Most descriptive are the black and white photos of nude and semi-nude women arranged in controlled lines throughout the house. The pictures reflect Eve’s longing for a sexual simplicity that confines her desires and rejects temptation, while illustrating Brandon’s line up of women he casually brushes aside once needs are serviced.

Is she one of them?

Brandon wants to corral Eve with images from the past. He keeps her dangling between yesterday and today with a questionable investment in tomorrow. There is no finality with her nude pictures; like the journal, they are kept out of sight but easily retrieved because she knows where to look.

In contrast, Eve has discovered a new start with Danny, the sweet guy she purports to love.

The couple plans to grow old together while Brandon captures Eve as forever young and desirable. The photos and the journals (there is a second one solely about her) are frozen moments, tangled webs whose individual elements swirl in the abstract painting by the front door and are twisted into the black metal frame that is across from it.

Minimalist is Brandon view of his world, sex without complications where every affair is a fleeting adventure. Eve’s oversimplification is to cope with her past in such a way to free her up to support a future of security.

For both, it is easy in thought, but difficult in reality.

More Flashbacks

Through Brandon’s intervention, Danny secures a job interview in Seattle. As Eve and Danny celebrate, Brandon offers flippant congratulations and sits at the kitchen table to write in his journal. The scene communicates a fluid situation. Over the table are three lights with red shades, one dominating the other two. Eve is the largest figure framed in the shot, the men smaller in stature. Is she gaining in this war with her temptations?

More flashbacks pop up, this time in the same kitchen. Eve is relaxing, naked on the counter. After a two year friendship, Eve and Brandon have just had sex for the first time.

Will our relationship last? Photo by Jeff Koga

Will our relationship last?
Photo by Jeff Koga

“Tell me it’s not going to fuck up our relationship,” she says. Doubt prevails through this carnival of free-flowing intimacy, but for now it’s all good. The two lights in the background are the same size, mates of each other.

Later when Danny is through packing and ready for some sleep. Brandon texts Eve. She goes downstairs to find him watching porn.

Exasperated, she says he is testing her patience.

“I’m testing your self-control.” His glibness bites at her. “Your resistance will break down.”

Pained, she casts her eyes downward, another flashback bubbles up from her unconscious mind. Yes, the sex screwed up their relationship.

Sex in Faded Color

Tormented by Brandon and memories that won’t sit still, Eve crawls into bed beside a sleeping Danny. The film’s second sex scene evolves out of Eve’s desperation to cling to something that offers protection against Brandon’s insensitivity. Nuzzling Danny, she awakens him and their lovemaking begins.

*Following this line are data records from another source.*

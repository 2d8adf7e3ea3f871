//! Command execution against an injected store.
//!
//! # Invariants
//! - Every command either writes one response to `out` or returns an error.
//! - Update commands patch the current record through
//!   `ContentManager::modify`, so validation sees the whole record.
//! - `reset` never loads the stored list first, so it also recovers a
//!   corrupt one.

use crate::args::{
    AcademiaAction, AcademiaAdd, AcademiaPatch, Command, Flag, ProjectAction, ProjectAdd,
    ProjectPatch, SectionAction, SocialAction, SocialAdd, SocialPatch,
};
use anyhow::{bail, Context, Result};
use folio_core::{
    AcademiaEntry, ContentError, ContentManager, Project, ProjectLinks, Record, RecordId, Section,
    SectionSettings, SocialLink, Store,
};
use serde::Serialize;
use std::io::Write;

/// JSON envelope for mutating commands.
#[derive(Debug, Clone, PartialEq, Eq, Serialize)]
pub struct ActionResponse {
    pub ok: bool,
    #[serde(skip_serializing_if = "Option::is_none")]
    pub id: Option<String>,
    pub message: String,
}

impl ActionResponse {
    pub fn success(message: impl Into<String>, id: Option<&RecordId>) -> Self {
        Self {
            ok: true,
            id: id.map(ToString::to_string),
            message: message.into(),
        }
    }

    pub fn failure(message: impl Into<String>) -> Self {
        Self {
            ok: false,
            id: None,
            message: message.into(),
        }
    }
}

/// One-line human summary of a record.
trait Summary {
    fn summary(&self) -> String;
}

impl Summary for Project {
    fn summary(&self) -> String {
        let line = if self.technologies.is_empty() {
            self.title.clone()
        } else {
            format!("{} [{}]", self.title, self.technologies.join(", "))
        };
        with_hidden_marker(line, self.is_visible)
    }
}

impl Summary for AcademiaEntry {
    fn summary(&self) -> String {
        let line = match self.year.as_str() {
            "" => format!("{}, {}", self.title, self.institution),
            year => format!("{}, {} ({year})", self.title, self.institution),
        };
        with_hidden_marker(line, self.is_visible)
    }
}

fn with_hidden_marker(line: String, visible: bool) -> String {
    if visible {
        line
    } else {
        format!("{line} (hidden)")
    }
}

impl Summary for SocialLink {
    fn summary(&self) -> String {
        let state = if self.is_active { "active" } else { "inactive" };
        format!("{} {} ({state})", self.platform, self.url)
    }
}

/// In-place edit built from `update` flags.
trait Patch<T> {
    fn apply(self, record: &mut T);
}

impl Patch<Project> for ProjectPatch {
    fn apply(self, record: &mut Project) {
        if let Some(title) = self.title {
            record.title = title;
        }
        if let Some(description) = self.description {
            record.description = description;
        }
        if self.clear_image {
            record.image_url = None;
        } else if let Some(image_url) = self.image_url {
            record.image_url = Some(image_url);
        }
        if self.clear_tech {
            record.technologies.clear();
        } else if !self.technologies.is_empty() {
            record.technologies = self.technologies;
        }
        if self.clear_links {
            record.links = ProjectLinks::default();
        }
        if let Some(github) = self.github {
            record.links.github = Some(github);
        }
        if let Some(demo) = self.demo {
            record.links.demo = Some(demo);
        }
        if !self.links.is_empty() {
            record.links.other = self.links;
        }
    }
}

impl Patch<AcademiaEntry> for AcademiaPatch {
    fn apply(self, record: &mut AcademiaEntry) {
        if let Some(title) = self.title {
            record.title = title;
        }
        if let Some(institution) = self.institution {
            record.institution = institution;
        }
        if let Some(year) = self.year {
            record.year = year;
        }
        if let Some(description) = self.description {
            record.description = description;
        }
        if self.clear_link {
            record.link = None;
        } else if let Some(link) = self.link {
            record.link = Some(link);
        }
    }
}

impl Patch<SocialLink> for SocialPatch {
    fn apply(self, record: &mut SocialLink) {
        if let Some(platform) = self.platform {
            record.platform = platform;
        }
        if let Some(url) = self.url {
            record.url = url;
        }
        if let Some(active) = self.active {
            record.is_active = active;
        }
    }
}
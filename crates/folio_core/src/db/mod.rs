//! SQLite files backing `SqliteStore`.
//!
//! A folio database holds one `kv_entries` table. Its container version lives
//! in `PRAGMA user_version`; files stamped by a newer build are refused.

use std::error::Error;
use std::fmt::{Display, Formatter};

pub mod migrations;
mod open;

pub use open::{open_db, open_db_in_memory};

pub type DbResult<T> = Result<T, DbError>;

#[derive(Debug)]
pub enum DbError {
    /// Reported transparently; `source()` skips to the driver's own cause.
    Sqlite(rusqlite::Error),
    SchemaTooNew { found: u32, supported: u32 },
}

impl Display for DbError {
    fn fmt(&self, f: &mut Formatter<'_>) -> std::fmt::Result {
        match self {
            Self::Sqlite(err) => Display::fmt(err, f),
            Self::SchemaTooNew { found, supported } => write!(
                f,
                "store file is version {found}, this build reads up to {supported}"
            ),
        }
    }
}

impl Error for DbError {
    fn source(&self) -> Option<&(dyn Error + 'static)> {
        match self {
            Self::Sqlite(err) => err.source(),
            Self::SchemaTooNew { .. } => None,
        }
    }
}

impl From<rusqlite::Error> for DbError {
    fn from(value: rusqlite::Error) -> Self {
        Self::Sqlite(value)
    }
}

Getting it right with some guidance from the director. Photo by Jeff Koga

Getting it right with some guidance from the director.
Photo by Jeff Koga

The porn formula of oral and standard positions are highlighted and Remy Lacroix’s pert sexiness puts her stamp on this segment. There’s no hint of gonzo because the scene is more emotional than sexual. Raw physicality is not the message, how it is presented in mood and shadow is.

The music is an evocative cloud of doubt and foreboding that hangs over the lovers. The lighting is shaded, creating a scene that edges toward film noir, sex in faded color. Eddie Powell has created a cinematic masterpiece that communicates deep emotion so powerful the viewer forgets this is a porn film.

Considering the context of the lovers and how they are enmeshed in a conflict that could trample both of them, this just may be the most artistic sex scene ever filmed.

In the background are containers, boxes suspended between packed and unpacked (clothes hang on the sides). They are symbols of Eve’s presence in Brandon’s house, an unexpected transition in Eve’s life that now replaces the once irreplaceable—her love of Brandon. She’s been here before where she thought she would stay.

To highlight this message, Eddie Powell reveals only glimpses of penetration, simultaneously concealing and exploring Eve’s dilemma.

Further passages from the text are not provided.